*** DATA EXTRACTS ***

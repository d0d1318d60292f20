//! The counter update service.
//!
//! [`CounterService`] increments a shared view count through four
//! strategies with very different behaviour under contention:
//!
//! | Method | Mechanism | Under contention |
//! |--------|-----------|------------------|
//! | [`increment_exclusive`](CounterService::increment_exclusive) | exclusive unit of work | queues; never loses |
//! | [`increment_optimistic`](CounterService::increment_optimistic) | versioned check-and-set, bounded retry | spins; may silently give up |
//! | [`increment_fast`](CounterService::increment_fast) | atomic increment in the fast store | never blocks, never loses |
//! | [`increment_by_unindexed_key`](CounterService::increment_by_unindexed_key) | full-scan store-side update | baseline only, do not use |
//!
//! The durable record and the fast-store entry are separate ledgers: the
//! service never copies one into the other.

use std::sync::Arc;

use tracing::{debug, trace, warn};

use crate::error::{Result, StoreError};
use crate::metrics::StrategyStats;
use crate::record::{CounterRecord, RecordId};
use crate::store::{FastIncrementStore, ResourceStore, UnitOfWork, VersionedWrite};

/// Tunables for [`CounterService`].
///
/// # Examples
///
/// ```rust
/// use contesa::service::ServiceConfig;
///
/// const CONFIG: ServiceConfig = ServiceConfig::new().with_max_retries(10);
/// assert_eq!(CONFIG.max_retries, 10);
/// assert_eq!(ServiceConfig::default().max_retries, 5);
/// ```
#[derive(Debug, Clone, Copy, PartialEq, Eq)]
pub struct ServiceConfig {
    /// Attempts made by the optimistic strategy before giving up.
    ///
    /// Fixed, with no delay between attempts. Zero means every optimistic
    /// call gives up without touching the store.
    pub max_retries: usize,
}

impl ServiceConfig {
    /// Attempts per optimistic call unless configured otherwise.
    pub const DEFAULT_MAX_RETRIES: usize = 5;

    /// Default configuration.
    pub const fn new() -> Self {
        Self {
            max_retries: Self::DEFAULT_MAX_RETRIES,
        }
    }

    /// Sets the optimistic attempt bound.
    pub const fn with_max_retries(self, max_retries: usize) -> Self {
        Self { max_retries }
    }
}

impl Default for ServiceConfig {
    fn default() -> Self {
        Self::new()
    }
}

/// What happened to one optimistic increment.
///
/// Giving up is not an error: the call succeeds without applying the
/// increment. It is reported here and in
/// [`StrategyStats::optimistic_give_ups`].
#[derive(Debug, Clone, PartialEq, Eq)]
pub enum OptimisticOutcome {
    /// The increment landed on the given attempt (1-based).
    Applied {
        /// Stored record after the write.
        record: CounterRecord,
        /// Attempts used, including the successful one.
        attempts: usize,
    },
    /// Every attempt lost its race; the increment was dropped.
    GaveUp {
        /// Attempts made, all conflicting.
        attempts: usize,
    },
}

impl OptimisticOutcome {
    /// Returns `true` if the increment landed.
    pub fn is_applied(&self) -> bool {
        matches!(self, OptimisticOutcome::Applied { .. })
    }

    /// Attempts made.
    pub fn attempts(&self) -> usize {
        match self {
            OptimisticOutcome::Applied { attempts, .. } | OptimisticOutcome::GaveUp { attempts } => {
                *attempts
            }
        }
    }
}

/// Increments shared counters through interchangeable concurrency strategies.
///
/// Store handles are injected at construction; the service holds no other
/// shared state besides its own [`StrategyStats`]. It is `Sync` whenever the
/// stores are, so one instance can be shared by reference across workers.
///
/// # Examples
///
/// ```rust
/// use contesa::record::{CounterRecord, RecordId};
/// use contesa::service::CounterService;
/// use contesa::store::{MemoryFastStore, MemoryStore, ResourceStore};
/// use std::sync::Arc;
///
/// let records = Arc::new(MemoryStore::new());
/// let id = RecordId::new(1);
/// records.insert(CounterRecord::new(id)).unwrap();
///
/// let service = CounterService::new(records, Arc::new(MemoryFastStore::new()));
///
/// assert_eq!(service.increment_exclusive(id).unwrap().value, 1);
/// assert!(service.increment_optimistic(id).unwrap().is_applied());
/// assert_eq!(service.increment_fast(id).unwrap(), 1);
///
/// // Two ledgers: the fast store knows nothing about the durable value.
/// assert_eq!(service.records().read_versioned(id).unwrap().value, 2);
/// assert_eq!(service.fast_value(id).unwrap(), 1);
/// ```
pub struct CounterService<R, F> {
    records: Arc<R>,
    fast: Arc<F>,
    config: ServiceConfig,
    stats: StrategyStats,
}

impl<R: ResourceStore, F: FastIncrementStore> CounterService<R, F> {
    /// Creates a service over the given stores with the default configuration.
    pub fn new(records: Arc<R>, fast: Arc<F>) -> Self {
        Self {
            records,
            fast,
            config: ServiceConfig::default(),
            stats: StrategyStats::new(),
        }
    }

    /// Replaces the configuration.
    pub fn with_config(self, config: ServiceConfig) -> Self {
        Self { config, ..self }
    }

    /// Current configuration.
    pub fn config(&self) -> &ServiceConfig {
        &self.config
    }

    /// The durable record store.
    pub fn records(&self) -> &Arc<R> {
        &self.records
    }

    /// The fast increment store.
    pub fn fast_store(&self) -> &Arc<F> {
        &self.fast
    }

    /// Tallies of what each strategy did.
    pub fn stats(&self) -> &StrategyStats {
        &self.stats
    }

    /// Increments under an exclusive lock held until commit.
    ///
    /// Concurrent callers on the same identity queue behind each other;
    /// every successful call is reflected exactly once. If the commit fails
    /// the unit is abandoned and nothing is written.
    pub fn increment_exclusive(&self, id: RecordId) -> Result<CounterRecord> {
        let result = self.records.acquire_exclusive(id).and_then(|mut unit| {
            let next = unit.record().value.saturating_add(1);
            unit.set_value(next);
            unit.commit()
        });
        let record = self.observe(id, result)?;
        debug!(%id, value = record.value, revision = record.revision, "exclusive increment committed");
        self.stats.exclusive_applied.incr();
        Ok(record)
    }

    /// Increments with versioned check-and-set, retrying up to
    /// [`ServiceConfig::max_retries`] times.
    ///
    /// See [`increment_optimistic_with`](Self::increment_optimistic_with).
    pub fn increment_optimistic(&self, id: RecordId) -> Result<OptimisticOutcome> {
        self.increment_optimistic_with(id, self.config.max_retries)
    }

    /// Increments with versioned check-and-set, retrying up to `max_retries`
    /// times with no delay.
    ///
    /// A conflict discards the stale copy and re-reads. When every attempt
    /// conflicts the increment is dropped and the call still returns `Ok`
    /// with [`OptimisticOutcome::GaveUp`]; the drop is logged and counted in
    /// [`StrategyStats::optimistic_give_ups`]. A missing record fails
    /// immediately and is not retried.
    pub fn increment_optimistic_with(
        &self,
        id: RecordId,
        max_retries: usize,
    ) -> Result<OptimisticOutcome> {
        for attempt in 1..=max_retries {
            let current = self.observe(id, self.records.read_versioned(id))?;
            let write = self.observe(id, self.records.write_versioned(&current.incremented()))?;
            match write {
                VersionedWrite::Applied(record) => {
                    self.stats.optimistic_applied.incr();
                    return Ok(OptimisticOutcome::Applied {
                        record,
                        attempts: attempt,
                    });
                }
                VersionedWrite::Conflict { expected, found } => {
                    self.stats.optimistic_conflicts.incr();
                    trace!(%id, attempt, expected, found, "version conflict, retrying");
                }
            }
        }

        self.stats.optimistic_give_ups.incr();
        warn!(%id, attempts = max_retries, "optimistic increment dropped after exhausting retries");
        Ok(OptimisticOutcome::GaveUp {
            attempts: max_retries,
        })
    }

    /// Increments the fast-store entry and returns its new value.
    ///
    /// The durable record is not read or written.
    pub fn increment_fast(&self, id: RecordId) -> Result<u64> {
        let value = self.observe(id, self.fast.atomic_increment(id))?;
        self.stats.fast_applied.incr();
        Ok(value)
    }

    /// Increments every record carrying `code`, through a store-side full
    /// scan with no version check.
    ///
    /// Kept as a benchmark baseline for the cost of updating through a
    /// non-indexed, non-unique key. It bypasses optimistic conflict
    /// detection on the caller's side and should not be used by
    /// applications. Returns the number of rows touched.
    pub fn increment_by_unindexed_key(&self, code: &str) -> Result<usize> {
        let touched = self.records.increment_by_code(code).inspect_err(|err| {
            self.stats.failures.incr();
            warn!(code, %err, "unindexed update failed");
        })?;
        debug!(code, touched, "unindexed update applied");
        self.stats.unindexed_rows.add(touched as u64);
        Ok(touched)
    }

    /// Reads the fast-store entry for `id` (zero when absent).
    pub fn fast_value(&self, id: RecordId) -> Result<u64> {
        self.fast.get(id)
    }

    /// Counts and logs an error on its way to the caller.
    fn observe<T>(&self, id: RecordId, result: Result<T>) -> Result<T> {
        if let Err(err) = &result {
            self.stats.failures.incr();
            match err {
                StoreError::NotFound(_) => debug!(%id, "record not found"),
                StoreError::Transient(reason) => {
                    warn!(%id, reason = reason.as_str(), "store failure surfaced to caller")
                }
            }
        }
        result
    }
}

*** End of DATA EXTRACTS ***

• **EXERCISE PROMPT**: The lines you need are those containing "RecordId"; find them in the records and copy them.

• **YOUR SOLUTION**:
use crate::record::{CounterRecord, RecordId};
/// use contesa::record::{CounterRecord, RecordId};
/// let id = RecordId::new(1);
    pub fn increment_exclusive(&self, id: RecordId) -> Result<CounterRecord> {
    pub fn increment_optimistic(&self, id: RecordId) -> Result<OptimisticOutcome> {
        id: RecordId,
    pub fn increment_fast(&self, id: RecordId) -> Result<u64> {
    pub fn fast_value(&self, id: RecordId) -> Result<u64> {
    fn observe<T>(&self, id: RecordId, result: Result<T>) -> Result<T> {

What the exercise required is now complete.